--- START ---
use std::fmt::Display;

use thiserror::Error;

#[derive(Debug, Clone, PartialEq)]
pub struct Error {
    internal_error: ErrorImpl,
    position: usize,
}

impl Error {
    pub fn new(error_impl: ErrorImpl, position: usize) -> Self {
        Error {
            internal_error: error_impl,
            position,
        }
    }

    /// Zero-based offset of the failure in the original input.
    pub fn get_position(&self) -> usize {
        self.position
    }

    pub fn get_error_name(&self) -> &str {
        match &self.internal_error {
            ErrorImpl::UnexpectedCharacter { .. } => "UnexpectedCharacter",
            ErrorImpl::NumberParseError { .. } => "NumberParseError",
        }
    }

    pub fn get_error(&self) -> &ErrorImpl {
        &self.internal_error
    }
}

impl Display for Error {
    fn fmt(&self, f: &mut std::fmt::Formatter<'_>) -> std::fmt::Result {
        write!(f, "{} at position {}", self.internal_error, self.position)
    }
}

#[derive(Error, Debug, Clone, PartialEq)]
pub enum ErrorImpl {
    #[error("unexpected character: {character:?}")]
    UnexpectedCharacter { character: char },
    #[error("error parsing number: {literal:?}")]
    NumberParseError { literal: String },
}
--- END ---
--- START ---
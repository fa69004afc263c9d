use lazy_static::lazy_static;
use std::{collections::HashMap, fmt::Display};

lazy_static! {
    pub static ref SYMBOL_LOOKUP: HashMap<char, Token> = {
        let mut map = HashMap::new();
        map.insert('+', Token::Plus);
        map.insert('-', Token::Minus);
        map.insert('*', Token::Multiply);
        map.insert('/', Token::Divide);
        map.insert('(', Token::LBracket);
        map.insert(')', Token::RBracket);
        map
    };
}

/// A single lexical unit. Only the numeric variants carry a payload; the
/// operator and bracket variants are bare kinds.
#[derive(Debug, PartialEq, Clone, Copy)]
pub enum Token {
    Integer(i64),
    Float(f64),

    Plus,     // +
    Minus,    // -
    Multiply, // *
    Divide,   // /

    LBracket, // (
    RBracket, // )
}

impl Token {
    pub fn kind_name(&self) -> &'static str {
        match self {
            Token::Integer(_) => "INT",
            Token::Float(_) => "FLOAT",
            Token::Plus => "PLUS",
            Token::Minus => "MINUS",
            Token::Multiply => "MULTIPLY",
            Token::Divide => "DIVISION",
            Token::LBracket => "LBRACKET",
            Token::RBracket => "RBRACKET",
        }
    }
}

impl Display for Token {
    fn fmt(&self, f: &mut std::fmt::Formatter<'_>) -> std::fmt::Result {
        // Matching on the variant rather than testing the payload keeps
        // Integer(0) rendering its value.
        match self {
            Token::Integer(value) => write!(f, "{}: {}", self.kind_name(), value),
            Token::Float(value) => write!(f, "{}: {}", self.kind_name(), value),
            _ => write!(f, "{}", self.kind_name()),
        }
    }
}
--- END ---
**EXERCISE DETAILS**
Scan the preceding listing for the string "Float" and copy every line where it occurs.

**EXPECTED ANSWER**
    Float(f64),
            Token::Float(_) => "FLOAT",
            Token::Float(value) => write!(f, "{}: {}", self.kind_name(), value),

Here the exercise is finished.